Tuesday, October 6, 2009

Thoughts about people watching....or not.

In Madison I was fortunate enough to have a balcony over looking the always bustling State Street and Peace Park. I am used to people watching. Not usually as a means to judge others, but to investigate the world around me.

Being very interested in fashion, I tend to look people up and down on the street, gauging their ensembles as I simultaneously brainstorms clothing combinations I could create with my own wardrobe.


In my culture eye-contact is important. It lets others know that you acknowledge their presence and existence. During conversation eye contact is used, both out of respect and as a means to convey to the speaker your attentiveness. I have become completely used to this.


So when I learned today that I should NOT be making eye contact with everyone and anyone I please on the street, in particular men, I was like "well crap, that might be a tough habit to crack."

I guess locking eyes with a guy here gives them the impression that you are trying to holla at them or hook up (which in most cases that's not what is on my mind ha). I will have to keep that in check!

On the other hand....people seem to have no issue with looking my way. Or blurting out the first thing that comes to their mind. Like "Ohhhh my god!" Or "Obama hair." - at least that was my interpretation of his Arabic comment.

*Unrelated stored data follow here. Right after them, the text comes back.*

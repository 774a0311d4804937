use crate::abi::ParamType;
use crate::Address;
use crate::Error;
use num256::Uint256;
use num_traits::Bounded;
use sha3::{Digest, Keccak256};

/// A token represents a value of a parameter of a contract call.
///
/// Signed integers are carried as their two's complement 256 bit word,
/// the same representation the EVM itself uses.
#[derive(Debug, Clone, PartialEq, Eq)]
pub enum Token {
    Uint(Uint256),
    Int(Uint256),
    Address(Address),
    Bool(bool),
    /// Represents a string
    String(String),
    /// Dynamic array of bytes
    Bytes(Vec<u8>),
    /// Fixed size array of bytes
    FixedBytes(Vec<u8>),
    /// Array of tokens of a single type
    Array(Vec<Token>),
}

impl Token {
    /// Checks that a value is usable where the ABI declares `param`.
    pub fn type_check(&self, param: &ParamType) -> bool {
        match (self, param) {
            (Token::Uint(_), ParamType::Uint(_)) => true,
            (Token::Int(_), ParamType::Int(_)) => true,
            (Token::Address(_), ParamType::Address) => true,
            (Token::Bool(_), ParamType::Bool) => true,
            (Token::String(_), ParamType::String) => true,
            (Token::Bytes(_), ParamType::Bytes) => true,
            (Token::FixedBytes(v), ParamType::FixedBytes(size)) => v.len() == *size,
            (Token::Array(v), ParamType::Array(inner)) => {
                v.iter().all(|t| t.type_check(inner))
            }
            (Token::Array(v), ParamType::FixedArray(inner, size)) => {
                v.len() == *size && v.iter().all(|t| t.type_check(inner))
            }
            _ => false,
        }
    }

    /// The raw 256 bit word for numeric tokens, `None` for the rest.
    pub fn as_uint(&self) -> Option<Uint256> {
        match self {
            Token::Uint(v) | Token::Int(v) => Some(*v),
            _ => None,
        }
    }
}

/// Representation of a serialized token.
enum SerializedToken {
    /// This data can be appended to the head of the output stream as is
    Static([u8; 32]),
    /// This data is saved up in the tail section, and an offset to it is
    /// appended to the head
    Dynamic(Vec<u8>),
}

fn usize_word(value: usize) -> [u8; 32] {
    let mut res = [0u8; 32];
    res[24..].copy_from_slice(&(value as u64).to_be_bytes());
    res
}

fn pad_right(data: &[u8]) -> Vec<u8> {
    let mut out = data.to_vec();
    while out.len() % 32 != 0 {
        out.push(0);
    }
    out
}

fn serialize_token(token: &Token) -> Result<SerializedToken, Error> {
    match token {
        Token::Uint(value) | Token::Int(value) => {
            Ok(SerializedToken::Static(value.to_be_bytes()))
        }
        Token::Address(address) => {
            let mut res = [0u8; 32];
            res[12..].copy_from_slice(address.as_bytes());
            Ok(SerializedToken::Static(res))
        }
        Token::Bool(value) => {
            let mut res = [0u8; 32];
            res[31] = *value as u8;
            Ok(SerializedToken::Static(res))
        }
        Token::FixedBytes(value) => {
            if value.len() > 32 {
                return Err(Error::EncodingError(format!(
                    "fixed bytes of length {} do not fit a word",
                    value.len()
                )));
            }
            let mut res = [0u8; 32];
            res[..value.len()].copy_from_slice(value);
            Ok(SerializedToken::Static(res))
        }
        Token::Bytes(value) => {
            let mut res = usize_word(value.len()).to_vec();
            res.extend(pad_right(value));
            Ok(SerializedToken::Dynamic(res))
        }
        Token::String(value) => {
            let mut res = usize_word(value.len()).to_vec();
            res.extend(pad_right(value.as_bytes()));
            Ok(SerializedToken::Dynamic(res))
        }
        Token::Array(tokens) => {
            let mut res = usize_word(tokens.len()).to_vec();
            for token in tokens {
                match serialize_token(token)? {
                    SerializedToken::Static(word) => res.extend(word),
                    SerializedToken::Dynamic(_) => {
                        return Err(Error::EncodingError(
                            "arrays of dynamic types are not supported".to_string(),
                        ))
                    }
                }
            }
            Ok(SerializedToken::Dynamic(res))
        }
    }
}

/// Serializes a list of tokens into ABI call data.
///
/// This is not a full fledged implementation of an ABI encoder, it
/// covers flat parameter lists with dynamic strings, bytes and single
/// level arrays, which is enough to successfully encode a contract
/// call. Nested dynamic types are rejected.
pub fn encode_tokens(tokens: &[Token]) -> Result<Vec<u8>, Error> {
    let serialized = tokens
        .iter()
        .map(serialize_token)
        .collect::<Result<Vec<_>, Error>>()?;

    let head_len = 32 * tokens.len();
    let mut head = Vec::with_capacity(head_len);
    let mut tail: Vec<u8> = Vec::new();
    for ser in serialized {
        match ser {
            SerializedToken::Static(word) => head.extend(word),
            SerializedToken::Dynamic(data) => {
                head.extend(usize_word(head_len + tail.len()));
                tail.extend(data);
            }
        }
    }
    head.extend(tail);
    Ok(head)
}

/// Given a signature it derives a method id
pub fn derive_method_id(signature: &str) -> [u8; 4] {
    let digest = Keccak256::digest(signature.as_bytes());
    debug_assert!(digest.len() >= 4);
    let mut result: [u8; 4] = Default::default();
    result.copy_from_slice(&digest[0..4]);
    result
}

/// Derives the method id of a canonical signature such as
/// `add(int256,int256)` and appends the encoded arguments.
pub fn encode_call(signature: &str, tokens: &[Token]) -> Result<Vec<u8>, Error> {
    let mut payload = derive_method_id(signature).to_vec();
    payload.extend(encode_tokens(tokens)?);
    Ok(payload)
}

impl From<u8> for Token {
    fn from(v: u8) -> Token {
        Token::Uint(v.into())
    }
}

impl From<u32> for Token {
    fn from(v: u32) -> Token {
        Token::Uint(v.into())
    }
}

impl From<u64> for Token {
    fn from(v: u64) -> Token {
        Token::Uint(v.into())
    }
}

impl From<u128> for Token {
    fn from(v: u128) -> Token {
        Token::Uint(v.into())
    }
}

impl From<Uint256> for Token {
    fn from(v: Uint256) -> Token {
        Token::Uint(v)
    }
}

impl From<i64> for Token {
    fn from(v: i64) -> Token {
        if v < 0 {
            // two's complement word
            let abs: Uint256 = v.unsigned_abs().into();
            Token::Int(Uint256::max_value() - abs + 1u8.into())
        } else {
            Token::Int((v as u64).into())
        }
    }
}

impl From<bool> for Token {
    fn from(v: bool) -> Token {
        Token::Bool(v)
    }
}

impl From<Address> for Token {
    fn from(v: Address) -> Token {
        Token::Address(v)
    }
}

impl From<&str> for Token {
    fn from(v: &str) -> Token {
        Token::String(v.to_string())
    }
}

impl From<String> for Token {
    fn from(v: String) -> Token {
        Token::String(v)
    }
}

impl From<Vec<u8>> for Token {
    fn from(v: Vec<u8>) -> Token {
        Token::Bytes(v)
    }
}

Here I almost try to calm my appearance, or play up the hippie/bohemian side of my fashion. I drape myself in long loose fabrics, flowy scarfs, and dark shades, but I still manage to draw an immense amount attention to myself. I know this is partially because of my gender, my somewhat question mark ethnicity, and of course the fro (which I cut and tamed before coming to Jordan ha). Observing the women here, who - at least in public, seem act and dress more conservatively than I am used to, inadvertently makes me feel like I am almost asking for it.

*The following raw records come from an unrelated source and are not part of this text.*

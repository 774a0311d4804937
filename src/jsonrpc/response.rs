use serde_json::Value;

#[derive(Serialize, Deserialize, Debug, Clone)]
pub struct JsonRpcError<E> {
    pub code: i64,
    pub message: String,
    pub data: Option<E>,
}

#[derive(Serialize, Deserialize, Debug, Clone)]
#[serde(untagged)]
pub enum ResponseData<R, E> {
    Error { error: JsonRpcError<E> },
    Success { result: R },
}

impl<R, E> ResponseData<R, E> {
    /// Consume response and return value
    pub fn into_result(self) -> Result<R, JsonRpcError<E>> {
        match self {
            ResponseData::Success { result } => Ok(result),
            ResponseData::Error { error } => Err(error),
        }
    }
}

#[derive(Serialize, Deserialize, Debug, Clone)]
pub struct Response<R, E = Value> {
    pub id: Value,
    pub jsonrpc: String,
    #[serde(flatten)]
    pub data: ResponseData<R, E>,
}

#[cfg(test)]
mod tests {
    use super::*;
    use crate::types::CallResult;

    #[test]
    fn parse_call_result_response() {
        let response: Response<CallResult> = serde_json::from_str(
            r#"{"jsonrpc": "2.0", "result": {"return": "00", "gas_used": 12}, "id": 1}"#,
        )
        .unwrap();
        assert_eq!(response.id.as_u64().unwrap(), 1);
        assert_eq!(response.data.into_result().unwrap().gas_used, 12);
    }

    #[test]
    fn parse_error_response() {
        let response: Response<Value> = serde_json::from_str(
            r#"{"jsonrpc": "2.0", "error": {"code": -32601, "message": "Method not found"}, "id": "1"}"#,
        )
        .unwrap();
        assert_eq!(response.id.as_str().unwrap(), "1");
        let err = response.data.into_result().unwrap_err();
        assert_eq!(err.code, -32601);
        assert_eq!(err.message, "Method not found");
    }
}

In my sophomore year of college I realized how much I stand out in my own community. Not sure what exactly changed that year; my self-confidence, the way I dress, my attitude, or just the overall way I carry myself...or maybe that was just when I realized it, not sure? But I have come to terms with that and it doesn't really phase me anymore. Although it is funny to hear constant commentary from passers by....young, old, men, women, even little children all seem to find me interesting. Which all and all is cool. Better to be noticed that to go through life invisible.

Still local celeb-ing,

1 comment:

  1. hahah get really dark shades so you can creep whenever you want. And I have a hard time imagining you AREN'T looking people up and fancying them (at least a little).

    Hahaha "Obama hair". I will remember that when you come home.

    Sad the fro's a babay.

    Miss you!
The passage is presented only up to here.